In the example folder of hax, you can find the chacha20 example that makes use of pre-conditions to prove panic freedom.

Another solution for safe indexing is to use the newtype index pattern, which is also supported by hax. The data invariants chapter gives more details about this.

Proving properties

In the last chapter, we proved one property on the square function: panic freedom. After adding a precondition, the signature of the square function was x:u8 -> Pure u8 (requires x <. 16uy) (ensures fun _ -> True).

This contract stipulates that, given a small input, the function will return a value: it will not panic or diverge. We could enrich the contract of square with a post-condition about the fact it is a increasing function:

#[hax_lib::requires(x < 16)]
#[hax_lib::ensures(|result| result >= x)]
fn square_ensures(x: u8) -> u8 {
    x * x
}

Such a simple post-condition is automatically proven by F*. The properties of our square function are not fascinating. Let's study a more interesting example: Barrett reduction.
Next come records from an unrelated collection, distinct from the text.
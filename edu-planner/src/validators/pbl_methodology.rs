//! PBL methodology (Important)
//!
//! - A driving question that is not the stock placeholder: 0.3
//! - More than one final product: 0.3
//! - Both formative and summative assessments: 0.4

use super::{Findings, QualityRule, RuleContext, RuleError, RuleKind};
use crate::types::ValidationResult;
use serde_json::Value;

/// Placeholder question produced when no real one was designed
const GENERIC_DRIVING_QUESTIONS: &[&str] = &["如何运用所学知识解决真实世界的问题？"];

pub struct PblMethodology;

impl QualityRule for PblMethodology {
    fn kind(&self) -> RuleKind {
        RuleKind::PblMethodology
    }

    fn check(&self, ctx: &RuleContext<'_>) -> Result<ValidationResult, RuleError> {
        let mut findings = Findings::new(self.kind());
        let course = &ctx.course;

        let question = course.driving_question();
        if !question.is_empty() && !GENERIC_DRIVING_QUESTIONS.contains(&question) {
            findings.award(0.3);
        } else {
            findings.flag("缺乏具体的驱动问题", "设计与主题相关的具体驱动问题");
        }

        if course.final_product_count() > 1 {
            findings.award(0.3);
        } else {
            findings.flag("项目成果设计不充分", "设计多样化的项目成果展示方式");
        }

        let assessments = course.assessments()?;
        let has_type = |kind: &str| {
            assessments
                .iter()
                .any(|a| a.get("type").and_then(Value::as_str) == Some(kind))
        };
        if has_type("formative") && has_type("summative") {
            findings.award(0.4);
        } else {
            findings.flag("评估方式不够多元化", "结合过程性评价和终结性评价");
        }

        Ok(findings.finish("PBL方法论应用良好", "PBL方法论应用需要改进"))
    }
}
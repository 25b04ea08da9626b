//! Common error types for the planner crates

use std::path::PathBuf;
use thiserror::Error;

/// Common result type for planner operations
pub type Result<T> = std::result::Result<T, Error>;

/// Errors raised by the outer surface (config files, input files).
///
/// The pipeline itself never fails; see the per-stage error enums in
/// `edu-planner` for failures that are isolated into fallback results.
#[derive(Error, Debug)]
pub enum Error {
    /// File could not be read
    #[error("IO error ({}): {source}", path.display())]
    Io {
        path: PathBuf,
        #[source]
        source: std::io::Error,
    },

    /// Configuration loading or validation error
    #[error("Configuration error: {0}")]
    Config(String),
}
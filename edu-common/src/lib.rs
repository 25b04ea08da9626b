//! # Edu Common Library
//!
//! Shared code for the course planning crates:
//! - Error type and result alias
//! - Layered TOML configuration (CLI → ENV → user config → defaults)
//! - Timestamp and identifier helpers

pub mod config;
pub mod error;
pub mod time;

pub use config::PlannerConfig;
pub use error::{Error, Result};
A concrete example of contract: Barrett reduction

While the correctness of square is obvious, the Barrett reduction is not.

Given value a field element (a i32 whose absolute value is at most BARRET_R), the function barrett_reduce defined below computes result such that:

  • result ≡ value (mod FIELD_MODULUS);
  • the absolute value of result is bound as follows: |result| < FIELD_MODULUS.
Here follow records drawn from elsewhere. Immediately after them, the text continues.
//! Plain-text renderings of pipeline outputs
//!
//! Each renderer is a `Display` wrapper so output can go straight to a
//! writer; the free functions are `to_string` shortcuts.

use crate::types::{ParsedRequirement, QualityReport, ScheduleTemplate};
use edu_common::time::minutes_as_hours;
use std::fmt;

/// Suggestions shown per rule in a report summary
const RULE_SUGGESTIONS_SHOWN: usize = 2;
/// Improvement suggestions shown at the end of a report summary
const REPORT_SUGGESTIONS_SHOWN: usize = 5;
/// Activities listed per block in a schedule summary
const BLOCK_ACTIVITIES_SHOWN: usize = 3;

fn write_bullets<T: AsRef<str>>(f: &mut fmt::Formatter<'_>, items: &[T]) -> fmt::Result {
    for item in items {
        writeln!(f, "• {}", item.as_ref())?;
    }
    Ok(())
}

fn percent(score: f64) -> String {
    format!("{:.0}%", score * 100.0)
}

/// Course-design prompt built from a parsed requirement
pub struct RequirementPrompt<'a>(pub &'a ParsedRequirement);

impl fmt::Display for RequirementPrompt<'_> {
    fn fmt(&self, f: &mut fmt::Formatter<'_>) -> fmt::Result {
        let p = self.0;
        let ages = format!("{}-{}岁", p.age_range.min, p.age_range.max);

        writeln!(f, "【精准需求解析结果 - 置信度: {}】", percent(p.confidence_score))?;
        writeln!(f)?;
        writeln!(f, "=== 核心信息 ===")?;
        writeln!(f, "课程主题: {}", p.topic)?;
        writeln!(f, "目标受众: {} ({})", p.audience, p.age_group.label())?;
        writeln!(f, "年龄范围: {}", ages)?;
        writeln!(f, "时间模式: {}", p.time_mode.label())?;
        writeln!(f, "总时长: {}小时", p.total_duration.total_hours)?;
        writeln!(f)?;

        writeln!(f, "=== 学习设计 ===")?;
        writeln!(f, "学习目标:")?;
        write_bullets(f, &p.learning_objectives)?;
        writeln!(f, "目标技能:")?;
        write_bullets(f, &p.target_skills)?;
        writeln!(f, "AI工具集成:")?;
        write_bullets(f, &p.ai_tools)?;
        writeln!(f)?;

        writeln!(f, "=== 成果要求 ===")?;
        writeln!(f, "最终交付物:")?;
        write_bullets(f, &p.final_deliverables)?;
        writeln!(f)?;

        writeln!(f, "=== 约束条件 ===")?;
        match p.class_size {
            Some(n) => writeln!(f, "班级规模: {}人", n)?,
            None => writeln!(f, "班级规模: 小班制")?,
        }
        writeln!(f, "可用设备: {}", p.equipment.join(", "))?;
        writeln!(f, "预算水平: {}", p.budget_level.label())?;
        writeln!(f, "机构环境: {}", p.institution_type.label())?;
        writeln!(f)?;

        writeln!(f, "=== 特殊要求 ===")?;
        if p.special_requirements.is_empty() {
            writeln!(f, "无特殊要求")?;
        } else {
            let json = serde_json::to_string_pretty(&p.special_requirements).map_err(|_| fmt::Error)?;
            writeln!(f, "{}", json)?;
        }
        writeln!(f)?;

        writeln!(f, "【重要提醒】")?;
        writeln!(f, "请严格按照以上解析结果进行课程设计，确保：")?;
        writeln!(f, "1. 年龄适宜性完全匹配 ({})", ages)?;
        writeln!(f, "2. 时间规划精确对应 ({})", p.time_mode.label())?;
        writeln!(f, "3. 最终交付物完全一致")?;
        writeln!(f, "4. 技能培养目标明确")?;
        writeln!(f, "5. AI工具集成充分体现")
    }
}

/// Human-readable schedule overview
pub struct ScheduleSummary<'a>(pub &'a ScheduleTemplate);

impl fmt::Display for ScheduleSummary<'_> {
    fn fmt(&self, f: &mut fmt::Formatter<'_>) -> fmt::Result {
        let s = self.0;

        writeln!(f, "【智能时间安排方案】")?;
        writeln!(f)?;
        writeln!(f, "基本信息:")?;
        writeln!(f, "• 模式: {}", s.mode.label())?;
        writeln!(f, "• 年龄范围: {}-{}岁", s.age_range.min, s.age_range.max)?;
        writeln!(f, "• 总时长: {}小时", s.total_duration.effective_total_hours())?;
        if s.is_fallback {
            writeln!(f, "• 备用方案: {}", s.warnings.join("; "))?;
        }
        writeln!(f)?;

        writeln!(f, "时间块分配:")?;
        for (i, block) in s.session_blocks.iter().enumerate() {
            let day = block.day.map(|d| format!("第{}天 ", d)).unwrap_or_default();
            writeln!(
                f,
                "{}. {}{} ({}小时)",
                i + 1,
                day,
                block.phase.label(),
                minutes_as_hours(block.duration_minutes)
            )?;
            let shown = block.activities.len().min(BLOCK_ACTIVITIES_SHOWN);
            writeln!(f, "   活动: {}", block.activities[..shown].join(", "))?;
            writeln!(f, "   AI工具: {}", block.ai_tools.join(", "))?;
        }
        writeln!(f)?;

        if !s.break_schedule.is_empty() {
            writeln!(f, "休息安排:")?;
            for slot in &s.break_schedule {
                writeln!(f, "• 第{}块后休息{}分钟", slot.after_block + 1, slot.duration_minutes)?;
            }
            writeln!(f)?;
        }

        writeln!(f, "灵活性选项:")?;
        write_bullets(f, &s.flexibility_options)
    }
}

/// Human-readable quality report
pub struct ReportSummary<'a>(pub &'a QualityReport);

impl fmt::Display for ReportSummary<'_> {
    fn fmt(&self, f: &mut fmt::Formatter<'_>) -> fmt::Result {
        let r = self.0;

        writeln!(f, "【课程质量验证报告】")?;
        writeln!(f)?;
        writeln!(f, "总体评估:")?;
        writeln!(f, "• 综合得分: {}", percent(r.overall_score))?;
        writeln!(f, "• 验证结果: {}", if r.overall_passed { "通过" } else { "未通过" })?;
        writeln!(f, "• 验证时间: {}", r.validated_at.format("%Y-%m-%d %H:%M:%S"))?;
        writeln!(f)?;

        writeln!(f, "详细验证结果:")?;
        for result in &r.validation_results {
            let status = if result.passed { "[通过]" } else { "[未通过]" };
            writeln!(
                f,
                "{} {} ({}) - {}",
                status,
                result.check_name,
                result.level.label(),
                percent(result.score)
            )?;
            writeln!(f, "   {}", result.message)?;
            for suggestion in result.suggestions.iter().take(RULE_SUGGESTIONS_SHOWN) {
                writeln!(f, "   建议: {}", suggestion)?;
            }
        }

        if !r.critical_issues.is_empty() {
            writeln!(f)?;
            writeln!(f, "关键问题:")?;
            write_bullets(f, &r.critical_issues)?;
        }

        if !r.improvement_suggestions.is_empty() {
            writeln!(f)?;
            writeln!(f, "改进建议:")?;
            let shown = r.improvement_suggestions.len().min(REPORT_SUGGESTIONS_SHOWN);
            write_bullets(f, &r.improvement_suggestions[..shown])?;
        }
        Ok(())
    }
}

pub fn requirement_prompt(parsed: &ParsedRequirement) -> String {
    RequirementPrompt(parsed).to_string()
}

pub fn schedule_summary(schedule: &ScheduleTemplate) -> String {
    ScheduleSummary(schedule).to_string()
}

pub fn quality_report_summary(report: &QualityReport) -> String {
    ReportSummary(report).to_string()
}

#[cfg(test)]
mod tests {
    use super::*;
    use crate::parser::RequirementParser;
    use crate::scheduler::TimeScheduler;
    use crate::validators::QualityValidator;
    use serde_json::json;

    #[test]
    fn test_requirement_prompt_sections() {
        let parsed = RequirementParser::new().parse(&json!({
            "topic": "月球生存装备设计",
            "audience": "8-12岁",
            "special_requirements": {"language": "zh"}
        }));
        let prompt = requirement_prompt(&parsed);

        assert!(prompt.contains("课程主题: 月球生存装备设计"));
        assert!(prompt.contains("年龄范围: 8-12岁"));
        assert!(prompt.contains("班级规模: 小班制"));
        assert!(prompt.contains("• 月球装备设计方案"));
        assert!(prompt.contains("\"language\": \"zh\""));
        assert!(prompt.ends_with("5. AI工具集成充分体现\n"));
    }

    #[test]
    fn test_schedule_summary_lists_blocks() {
        let schedule = TimeScheduler::new().create_schedule(
            "工作坊模式",
            (15, 18),
            &crate::types::TotalDuration::hours(6),
            "AI海报",
            &[],
            &[],
        );
        let text = schedule_summary(&schedule);

        assert!(text.contains("• 模式: 工作坊模式"));
        assert!(text.contains("1. 探索阶段"));
        assert!(text.contains("3. 展示阶段"));
        assert!(!text.contains("4. "));
    }

    #[test]
    fn test_report_summary_limits_suggestions() {
        let report = QualityValidator::new().validate_course(&json!({}), &json!({}), None);
        let text = quality_report_summary(&report);

        assert!(text.contains("• 验证结果: 未通过"));
        assert!(text.contains("关键问题:"));
        assert!(text.contains("[通过] feasibility (可选) - 70%"));
        let tail = text.split("改进建议:").nth(1).unwrap();
        assert!(tail.lines().filter(|l| l.starts_with("• ")).count() <= 5);
    }
}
It is easy to write this contract directly as hax::requires and hax::ensures annotations, as shown in the snippet below.

type FieldElement = i32;
const FIELD_MODULUS: i32 = 3329;
const BARRETT_SHIFT: i64 = 26;
const BARRETT_R: i64 = 0x4000000; // 2^26
const BARRETT_MULTIPLIER: i64 = 20159; // ⌊(BARRETT_R / FIELD_MODULUS) + 1/2⌋

#[hax_lib::requires((i64::from(value) >= -BARRETT_R && i64::from(value) <= BARRETT_R))]
#[hax_lib::ensures(|result| result > -FIELD_MODULUS && result < FIELD_MODULUS
                     && result %  FIELD_MODULUS ==  value % FIELD_MODULUS)]
fn barrett_reduce(value: i32) -> i32 {
    let t = i64::from(value) * BARRETT_MULTIPLIER;
    let t = t + (BARRETT_R >> 1);

    let quotient = t >> BARRETT_SHIFT;
    let quotient = quotient as i32;

    let sub = quotient * FIELD_MODULUS;

    // Here a lemma to prove that `(quotient * 3329) % 3329 = 0`
    // may have to be called in F*.

    value - sub
}

Before returning, a lemma may have to be called in F* to prove the correctness of the reduction. The lemma is Math.Lemmas.cancel_mul_mod (v quotient) 3329;, which establishes that (quotient * 3329) % 3329 is zero. With the help of that one lemma, F* is able to prove the reduction computes the expected result. (We may expose lemmas like this to call from Rust directly in future.)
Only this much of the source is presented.